*** Opening Data extracts ***

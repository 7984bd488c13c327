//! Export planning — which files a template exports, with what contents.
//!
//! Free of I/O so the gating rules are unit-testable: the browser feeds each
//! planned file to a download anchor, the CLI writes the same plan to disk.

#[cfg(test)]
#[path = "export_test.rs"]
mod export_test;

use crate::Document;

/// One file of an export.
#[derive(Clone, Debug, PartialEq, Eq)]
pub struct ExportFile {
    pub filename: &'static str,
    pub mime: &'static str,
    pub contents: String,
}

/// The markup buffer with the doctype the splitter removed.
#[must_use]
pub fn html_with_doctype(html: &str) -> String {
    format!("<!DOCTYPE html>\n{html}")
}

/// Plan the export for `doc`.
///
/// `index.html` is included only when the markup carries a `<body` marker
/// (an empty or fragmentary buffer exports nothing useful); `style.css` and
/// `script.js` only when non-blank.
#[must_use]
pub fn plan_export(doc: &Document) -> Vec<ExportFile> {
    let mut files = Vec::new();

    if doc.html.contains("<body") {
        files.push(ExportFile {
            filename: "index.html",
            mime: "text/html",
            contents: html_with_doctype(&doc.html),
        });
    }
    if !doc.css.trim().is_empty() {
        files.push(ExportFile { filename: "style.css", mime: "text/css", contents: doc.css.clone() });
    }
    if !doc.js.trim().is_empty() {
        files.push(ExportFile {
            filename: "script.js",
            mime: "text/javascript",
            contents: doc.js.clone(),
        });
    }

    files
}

*** Closing Data extracts ***
*** Opening Data extracts ***

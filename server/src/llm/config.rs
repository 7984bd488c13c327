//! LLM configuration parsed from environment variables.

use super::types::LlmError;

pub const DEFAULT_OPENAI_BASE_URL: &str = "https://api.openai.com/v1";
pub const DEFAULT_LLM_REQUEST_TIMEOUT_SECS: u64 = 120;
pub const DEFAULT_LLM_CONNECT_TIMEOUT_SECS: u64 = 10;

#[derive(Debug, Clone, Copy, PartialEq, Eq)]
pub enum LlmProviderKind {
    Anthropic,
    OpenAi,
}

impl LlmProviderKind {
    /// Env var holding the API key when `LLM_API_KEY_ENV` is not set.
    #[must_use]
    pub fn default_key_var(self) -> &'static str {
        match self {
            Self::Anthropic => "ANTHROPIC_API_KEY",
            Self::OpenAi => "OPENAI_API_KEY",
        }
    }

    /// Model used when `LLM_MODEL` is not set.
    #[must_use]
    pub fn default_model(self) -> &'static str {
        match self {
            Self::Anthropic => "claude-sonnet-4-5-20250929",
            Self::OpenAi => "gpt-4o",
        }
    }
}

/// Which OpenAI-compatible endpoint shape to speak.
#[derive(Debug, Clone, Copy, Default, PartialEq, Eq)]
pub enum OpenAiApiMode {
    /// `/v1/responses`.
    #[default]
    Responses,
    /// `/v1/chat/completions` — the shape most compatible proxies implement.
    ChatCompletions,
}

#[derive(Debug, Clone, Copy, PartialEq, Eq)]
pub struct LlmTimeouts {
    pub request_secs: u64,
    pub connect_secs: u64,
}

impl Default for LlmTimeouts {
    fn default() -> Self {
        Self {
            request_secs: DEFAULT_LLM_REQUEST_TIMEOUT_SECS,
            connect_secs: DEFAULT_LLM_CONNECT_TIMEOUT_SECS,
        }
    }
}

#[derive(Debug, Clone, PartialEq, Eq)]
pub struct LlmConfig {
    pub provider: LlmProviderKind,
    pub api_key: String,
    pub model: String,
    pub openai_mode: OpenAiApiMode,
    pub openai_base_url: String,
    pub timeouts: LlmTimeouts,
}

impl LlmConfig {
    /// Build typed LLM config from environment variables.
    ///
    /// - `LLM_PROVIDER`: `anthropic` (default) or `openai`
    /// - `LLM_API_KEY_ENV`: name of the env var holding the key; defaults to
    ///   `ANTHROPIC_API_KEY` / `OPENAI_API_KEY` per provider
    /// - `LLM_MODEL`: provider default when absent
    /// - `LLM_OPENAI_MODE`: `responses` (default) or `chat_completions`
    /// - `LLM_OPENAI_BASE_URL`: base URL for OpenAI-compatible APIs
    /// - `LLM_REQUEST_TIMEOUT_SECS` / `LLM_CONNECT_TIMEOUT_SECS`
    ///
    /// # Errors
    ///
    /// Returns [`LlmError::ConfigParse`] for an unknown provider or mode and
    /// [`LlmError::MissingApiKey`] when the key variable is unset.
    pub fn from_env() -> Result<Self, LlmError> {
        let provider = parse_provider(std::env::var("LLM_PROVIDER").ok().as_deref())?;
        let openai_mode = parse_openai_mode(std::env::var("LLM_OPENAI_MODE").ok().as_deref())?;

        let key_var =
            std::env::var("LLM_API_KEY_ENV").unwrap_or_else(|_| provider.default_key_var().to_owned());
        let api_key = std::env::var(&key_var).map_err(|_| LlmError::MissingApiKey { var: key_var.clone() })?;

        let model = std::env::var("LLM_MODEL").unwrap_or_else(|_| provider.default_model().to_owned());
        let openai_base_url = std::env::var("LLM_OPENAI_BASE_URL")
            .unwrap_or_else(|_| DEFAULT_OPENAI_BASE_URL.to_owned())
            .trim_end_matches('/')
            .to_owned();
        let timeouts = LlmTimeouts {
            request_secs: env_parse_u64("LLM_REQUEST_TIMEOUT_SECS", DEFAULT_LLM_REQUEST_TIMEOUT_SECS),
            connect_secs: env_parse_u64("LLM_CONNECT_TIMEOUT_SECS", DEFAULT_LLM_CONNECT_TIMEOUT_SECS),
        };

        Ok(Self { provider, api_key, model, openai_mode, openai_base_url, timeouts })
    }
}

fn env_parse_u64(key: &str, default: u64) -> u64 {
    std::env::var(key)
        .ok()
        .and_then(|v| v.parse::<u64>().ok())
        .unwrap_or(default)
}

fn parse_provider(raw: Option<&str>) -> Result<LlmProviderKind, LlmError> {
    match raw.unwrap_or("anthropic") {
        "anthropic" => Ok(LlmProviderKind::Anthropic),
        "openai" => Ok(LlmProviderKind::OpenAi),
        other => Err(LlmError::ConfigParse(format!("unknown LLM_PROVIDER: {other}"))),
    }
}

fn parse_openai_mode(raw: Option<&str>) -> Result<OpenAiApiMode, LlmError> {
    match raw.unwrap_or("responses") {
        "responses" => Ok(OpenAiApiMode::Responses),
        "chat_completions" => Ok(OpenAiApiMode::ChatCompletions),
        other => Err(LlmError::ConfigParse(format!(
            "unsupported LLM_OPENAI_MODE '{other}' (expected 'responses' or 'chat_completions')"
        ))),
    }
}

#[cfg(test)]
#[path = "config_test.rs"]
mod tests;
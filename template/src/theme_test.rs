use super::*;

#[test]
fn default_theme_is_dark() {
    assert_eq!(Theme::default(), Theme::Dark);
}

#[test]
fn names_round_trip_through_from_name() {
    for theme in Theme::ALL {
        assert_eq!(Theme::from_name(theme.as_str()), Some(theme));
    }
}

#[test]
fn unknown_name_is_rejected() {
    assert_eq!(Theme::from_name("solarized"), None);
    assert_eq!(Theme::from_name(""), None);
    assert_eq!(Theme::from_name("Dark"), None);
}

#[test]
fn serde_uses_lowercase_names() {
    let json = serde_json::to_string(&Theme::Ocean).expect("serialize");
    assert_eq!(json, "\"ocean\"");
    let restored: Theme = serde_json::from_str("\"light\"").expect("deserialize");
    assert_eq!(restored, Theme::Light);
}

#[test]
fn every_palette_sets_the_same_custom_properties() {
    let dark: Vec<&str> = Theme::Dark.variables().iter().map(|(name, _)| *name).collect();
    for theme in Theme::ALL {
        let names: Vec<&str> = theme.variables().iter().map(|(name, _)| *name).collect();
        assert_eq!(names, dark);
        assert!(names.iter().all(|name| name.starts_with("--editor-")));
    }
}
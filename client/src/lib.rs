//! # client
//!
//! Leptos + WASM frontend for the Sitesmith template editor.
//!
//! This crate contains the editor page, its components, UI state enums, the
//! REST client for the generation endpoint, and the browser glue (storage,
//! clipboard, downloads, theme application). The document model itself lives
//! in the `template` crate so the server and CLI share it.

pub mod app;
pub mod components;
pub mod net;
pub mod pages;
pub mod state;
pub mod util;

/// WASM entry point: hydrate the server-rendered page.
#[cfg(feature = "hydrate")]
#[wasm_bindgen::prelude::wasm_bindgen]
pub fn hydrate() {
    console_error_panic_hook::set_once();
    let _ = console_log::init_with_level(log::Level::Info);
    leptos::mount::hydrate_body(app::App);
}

*** Closing Data extracts ***
*** Opening Data extracts ***

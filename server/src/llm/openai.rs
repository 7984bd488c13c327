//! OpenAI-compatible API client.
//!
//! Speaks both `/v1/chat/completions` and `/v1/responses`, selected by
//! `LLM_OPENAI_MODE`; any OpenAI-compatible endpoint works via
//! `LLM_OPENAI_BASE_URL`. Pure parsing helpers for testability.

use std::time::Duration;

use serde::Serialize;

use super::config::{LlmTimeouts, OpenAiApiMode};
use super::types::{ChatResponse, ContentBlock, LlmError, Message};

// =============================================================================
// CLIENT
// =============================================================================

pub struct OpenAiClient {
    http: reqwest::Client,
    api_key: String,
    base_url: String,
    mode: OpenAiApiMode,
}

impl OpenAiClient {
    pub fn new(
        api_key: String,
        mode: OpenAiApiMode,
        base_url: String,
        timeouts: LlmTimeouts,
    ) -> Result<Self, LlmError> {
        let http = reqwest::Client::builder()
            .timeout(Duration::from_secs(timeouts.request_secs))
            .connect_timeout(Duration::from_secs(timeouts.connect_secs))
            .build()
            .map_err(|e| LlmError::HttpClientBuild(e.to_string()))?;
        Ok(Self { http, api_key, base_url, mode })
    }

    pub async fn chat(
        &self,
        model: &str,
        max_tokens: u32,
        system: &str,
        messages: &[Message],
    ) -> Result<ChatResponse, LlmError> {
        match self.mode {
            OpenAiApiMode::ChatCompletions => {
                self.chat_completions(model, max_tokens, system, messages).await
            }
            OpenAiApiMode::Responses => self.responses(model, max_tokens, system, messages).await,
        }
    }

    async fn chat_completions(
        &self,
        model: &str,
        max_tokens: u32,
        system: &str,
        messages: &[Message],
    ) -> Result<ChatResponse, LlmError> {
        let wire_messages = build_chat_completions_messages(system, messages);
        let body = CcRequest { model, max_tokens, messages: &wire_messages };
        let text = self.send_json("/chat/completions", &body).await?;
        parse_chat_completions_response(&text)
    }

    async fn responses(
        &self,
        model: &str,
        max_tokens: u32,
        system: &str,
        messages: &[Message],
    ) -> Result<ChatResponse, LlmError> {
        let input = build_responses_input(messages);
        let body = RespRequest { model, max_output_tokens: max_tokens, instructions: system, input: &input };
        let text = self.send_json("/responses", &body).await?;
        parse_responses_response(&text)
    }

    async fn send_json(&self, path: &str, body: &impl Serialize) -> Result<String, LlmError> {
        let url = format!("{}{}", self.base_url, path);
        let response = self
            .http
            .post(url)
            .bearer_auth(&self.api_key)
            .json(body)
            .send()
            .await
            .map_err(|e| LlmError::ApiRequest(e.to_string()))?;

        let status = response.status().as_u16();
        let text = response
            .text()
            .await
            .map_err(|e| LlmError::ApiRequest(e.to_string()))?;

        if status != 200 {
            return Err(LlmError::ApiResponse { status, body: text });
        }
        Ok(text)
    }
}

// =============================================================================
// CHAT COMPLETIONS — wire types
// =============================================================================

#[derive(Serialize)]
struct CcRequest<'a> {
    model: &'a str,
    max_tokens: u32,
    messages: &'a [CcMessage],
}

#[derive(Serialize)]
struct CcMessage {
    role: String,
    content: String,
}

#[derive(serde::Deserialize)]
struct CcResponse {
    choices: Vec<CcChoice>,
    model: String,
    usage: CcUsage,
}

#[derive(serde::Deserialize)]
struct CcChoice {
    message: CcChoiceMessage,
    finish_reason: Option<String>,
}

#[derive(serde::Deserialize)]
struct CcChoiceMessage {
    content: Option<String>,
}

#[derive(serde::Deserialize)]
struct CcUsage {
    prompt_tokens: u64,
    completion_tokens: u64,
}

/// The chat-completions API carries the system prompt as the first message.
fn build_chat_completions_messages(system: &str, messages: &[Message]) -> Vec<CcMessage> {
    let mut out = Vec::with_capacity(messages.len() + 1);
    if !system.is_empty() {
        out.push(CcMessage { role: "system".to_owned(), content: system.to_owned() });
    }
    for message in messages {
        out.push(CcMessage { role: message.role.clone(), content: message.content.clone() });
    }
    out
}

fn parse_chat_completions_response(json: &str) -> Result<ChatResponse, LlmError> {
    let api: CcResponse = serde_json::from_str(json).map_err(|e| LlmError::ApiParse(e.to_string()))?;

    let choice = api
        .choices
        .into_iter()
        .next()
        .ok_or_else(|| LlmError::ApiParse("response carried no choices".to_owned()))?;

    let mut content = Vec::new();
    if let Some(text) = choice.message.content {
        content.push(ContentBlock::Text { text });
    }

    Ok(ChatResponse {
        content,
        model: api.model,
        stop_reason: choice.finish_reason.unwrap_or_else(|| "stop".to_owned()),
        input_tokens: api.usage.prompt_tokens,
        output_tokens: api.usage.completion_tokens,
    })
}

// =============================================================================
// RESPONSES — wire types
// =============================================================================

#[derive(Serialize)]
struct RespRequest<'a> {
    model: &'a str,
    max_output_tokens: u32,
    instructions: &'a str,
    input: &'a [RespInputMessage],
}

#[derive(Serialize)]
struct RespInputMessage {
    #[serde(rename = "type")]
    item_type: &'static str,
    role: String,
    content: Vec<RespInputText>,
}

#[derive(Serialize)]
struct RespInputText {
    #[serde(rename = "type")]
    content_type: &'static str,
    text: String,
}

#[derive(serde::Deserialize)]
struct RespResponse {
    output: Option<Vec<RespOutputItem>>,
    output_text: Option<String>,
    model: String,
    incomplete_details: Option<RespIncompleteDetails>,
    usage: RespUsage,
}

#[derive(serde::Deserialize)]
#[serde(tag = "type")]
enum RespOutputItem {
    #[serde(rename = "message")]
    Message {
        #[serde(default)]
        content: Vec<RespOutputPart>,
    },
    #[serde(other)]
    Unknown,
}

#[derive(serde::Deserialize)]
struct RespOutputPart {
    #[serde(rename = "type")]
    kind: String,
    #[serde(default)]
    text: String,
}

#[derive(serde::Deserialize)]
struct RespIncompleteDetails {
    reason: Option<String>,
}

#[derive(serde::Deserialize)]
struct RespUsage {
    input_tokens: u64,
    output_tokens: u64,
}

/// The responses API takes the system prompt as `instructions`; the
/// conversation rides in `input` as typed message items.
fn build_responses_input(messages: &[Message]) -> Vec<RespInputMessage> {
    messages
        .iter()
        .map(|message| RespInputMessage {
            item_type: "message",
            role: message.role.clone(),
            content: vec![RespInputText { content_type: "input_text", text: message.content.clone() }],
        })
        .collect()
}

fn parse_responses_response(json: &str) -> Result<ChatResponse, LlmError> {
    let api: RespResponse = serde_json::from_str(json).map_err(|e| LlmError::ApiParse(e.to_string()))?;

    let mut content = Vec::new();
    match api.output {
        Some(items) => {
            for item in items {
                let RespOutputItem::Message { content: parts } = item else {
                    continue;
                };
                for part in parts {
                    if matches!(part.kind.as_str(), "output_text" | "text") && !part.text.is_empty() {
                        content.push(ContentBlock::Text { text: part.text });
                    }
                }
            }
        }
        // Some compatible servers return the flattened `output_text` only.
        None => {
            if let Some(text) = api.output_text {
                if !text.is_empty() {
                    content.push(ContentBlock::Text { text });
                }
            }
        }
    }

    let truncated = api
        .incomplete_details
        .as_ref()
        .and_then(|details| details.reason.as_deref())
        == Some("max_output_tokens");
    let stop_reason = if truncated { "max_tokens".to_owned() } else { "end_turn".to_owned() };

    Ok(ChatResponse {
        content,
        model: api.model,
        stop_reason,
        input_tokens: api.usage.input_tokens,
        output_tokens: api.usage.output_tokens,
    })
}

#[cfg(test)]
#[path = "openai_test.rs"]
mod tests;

*** Closing Data extracts ***

The records are given above. Copy each line in them that holds "RespResponse".

struct RespResponse {
    let api: RespResponse = serde_json::from_str(json).map_err(|e| LlmError::ApiParse(e.to_string()))?;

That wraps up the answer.